2003-07-03

mmcirvin: (Default)
2003-07-03 10:49 pm

The Wizard of Oz

I'm currently reading The Wizard of Oz, one of those things I never got around to reading in childhood. Of course, like everybody, I'm familiar with the 1939 movie (there were several Oz movies from the silent era which are almost forgotten today, most of them adapting later material from the Oz mythos, or even departing radically from it).

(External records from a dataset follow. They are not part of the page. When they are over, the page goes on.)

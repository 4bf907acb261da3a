//! Core data types for the Taleweaver adventure client.
//!
//! This crate provides the foundation data types shared across the
//! Taleweaver workspace: chat wire shapes, the conversation log, and the
//! world-state records owned by a tale.

#![forbid(unsafe_code)]
#![warn(missing_docs)]

mod action;
mod log;
mod message;
mod mode;
mod model;
mod request;
mod role;
mod stat;
mod story_card;
mod tale;
mod telemetry;

pub use action::Action;
pub use log::{LogEntry, LogEntryMode, LogEntryRole};
pub use message::ChatMessage;
pub use mode::GameMode;
pub use model::LlmModel;
pub use request::{ChatRequest, ResponseMode, SamplingOptions};
pub use role::Role;
pub use stat::Stat;
pub use story_card::{StoryCard, StorybookCategory};
pub use tale::{Item, Scenario, Tale};
pub use telemetry::init_logging;
//! Message types for conversation history.

use crate::Role;
use serde::{Deserialize, Serialize};

/// A single message in a chat conversation.
///
/// Ordering within a request is significant: the prompt builder emits
/// system context first, then history, then the player's turn.
///
/// # Examples
///
/// ```
/// use taleweaver_core::{ChatMessage, Role};
///
/// let message = ChatMessage::new(Role::User, "Action: open the door");
/// assert_eq!(message.role, Role::User);
/// ```
#[derive(Debug, Clone, PartialEq, Eq, Serialize, Deserialize)]
pub struct ChatMessage {
    /// The role of the message sender
    pub role: Role,
    /// The text content of the message
    pub content: String,
}

impl ChatMessage {
    /// Create a new chat message.
    pub fn new(role: Role, content: impl Into<String>) -> Self {
        Self {
            role,
            content: content.into(),
        }
    }
}
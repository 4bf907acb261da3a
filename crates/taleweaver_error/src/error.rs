//! Top-level error wrapper types.

use crate::{ConfigError, PromptError, TaleError, TransportError};

/// The foundation error enum for the Taleweaver workspace.
///
/// # Examples
///
/// ```
/// use taleweaver_error::{TaleweaverError, TransportError, TransportErrorKind};
///
/// let transport_err = TransportError::new(TransportErrorKind::Http("404".into()));
/// let err: TaleweaverError = transport_err.into();
/// assert!(format!("{}", err).contains("Transport Error"));
/// ```
#[derive(Debug, derive_more::From, derive_more::Display, derive_more::Error)]
pub enum TaleweaverErrorKind {
    /// Prompt assembly error
    #[from(PromptError)]
    Prompt(PromptError),
    /// Model transport error
    #[from(TransportError)]
    Transport(TransportError),
    /// Tale aggregate or persistence error
    #[from(TaleError)]
    Tale(TaleError),
    /// Configuration error
    #[from(ConfigError)]
    Config(ConfigError),
}

/// Taleweaver error with kind discrimination.
///
/// # Examples
///
/// ```
/// use taleweaver_error::{TaleweaverResult, PromptError, PromptErrorKind};
///
/// fn might_fail() -> TaleweaverResult<()> {
///     Err(PromptError::new(PromptErrorKind::MissingModel))?
/// }
///
/// match might_fail() {
///     Ok(_) => println!("Success"),
///     Err(e) => println!("Error: {}", e),
/// }
/// ```
#[derive(Debug, derive_more::Display, derive_more::Error)]
#[display("Taleweaver Error: {}", _0)]
pub struct TaleweaverError(Box<TaleweaverErrorKind>);

impl TaleweaverError {
    /// Create a new error from a kind.
    pub fn new(kind: TaleweaverErrorKind) -> Self {
        Self(Box::new(kind))
    }

    /// Get the error kind.
    pub fn kind(&self) -> &TaleweaverErrorKind {
        &self.0
    }
}

// Generic From implementation for any type that converts to TaleweaverErrorKind
impl<T> From<T> for TaleweaverError
where
    T: Into<TaleweaverErrorKind>,
{
    fn from(err: T) -> Self {
        Self::new(err.into())
    }
}

/// Result type for Taleweaver operations.
pub type TaleweaverResult<T> = std::result::Result<T, TaleweaverError>;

I'd always heard that L. Frank Baum's book was quite different, but actually the movie is a much more faithful adaptation than I expected. Some episodes and backstory were cut, of course, particularly after the second, climactic meeting with the Wizard, which was wisely put nearer the end of the movie. The book is a bit creepier and more violent than the movie, which is itself a bit scary for kids-- yet there's an author's note in which Baum says that his intention was to write a less gory and disturbing tale than the usual Brothers Grimm fare. (And the moviemakers took out the part about how the Wizard likes to dress in drag.)

The most interesting thing to me is the Kansas frame-story, probably the thing that was changed the most for the movie. The movie added a lot of detail, including all the characters that parallel the Oz characters (therefore emphasizing the "dream" aspect of the movie), and implied that Kansas really wasn't that bad, but Dorothy wanted to run away anyway (so that she could have some character development in Oz, and also to provide an excuse for "Over the Rainbow").

Baum, on the other hand, pulls no punches: his Kansas is simply a dreary and unpleasant place, and Dorothy has no family or friends apart from Em, Henry, and Toto. Yet Dorothy never sees it as anything but home and entertains no thoughts of escape; there's no little "running away" adventure with Professor Marvel.

The biggest surprise to me: I'd heard rumors that the famous black-and-white/color switch in the movie was in some way accidental, the result of budgetary limitations or some sort of mistake. I don't believe it for a minute, because it's actually in the book! Baum describes Kansas as completely gray: the sky, the grass, even Aunt Em and Uncle Henry are worn to a uniform, dusty gray. Only Dorothy and Toto have any other colors at all. Were the movie made today, they'd probably do that overused digital trick in which one character is in color and everything else is black and white. As it is, simply filming the Kansas segments in black and white, then switching to color for Oz, is an ingenious way of bringing Baum's slightly magical-realist gray Kansas to the screen while maintaining some illusion of it being the real world. And since color film was a really big deal in 1939, used only for super-deluxe movies, it was a trick that probably couldn't have worked better in any other era.
mmcirvin: (Default)
2003-07-03 11:02 pm

Fantastic Victoriana

By the way, the trail that led me to that e-text started with Jess Nevins' wonderful Fantastic Victoriana site, which covers an enormous breadth of 19th- and early 20th-century science fiction, fantasy, mystery and adventure fiction. The entry on Oz also brought up a few of the points that I make below.

There were far, far more outer-space adventures written in the 19th century than I realized.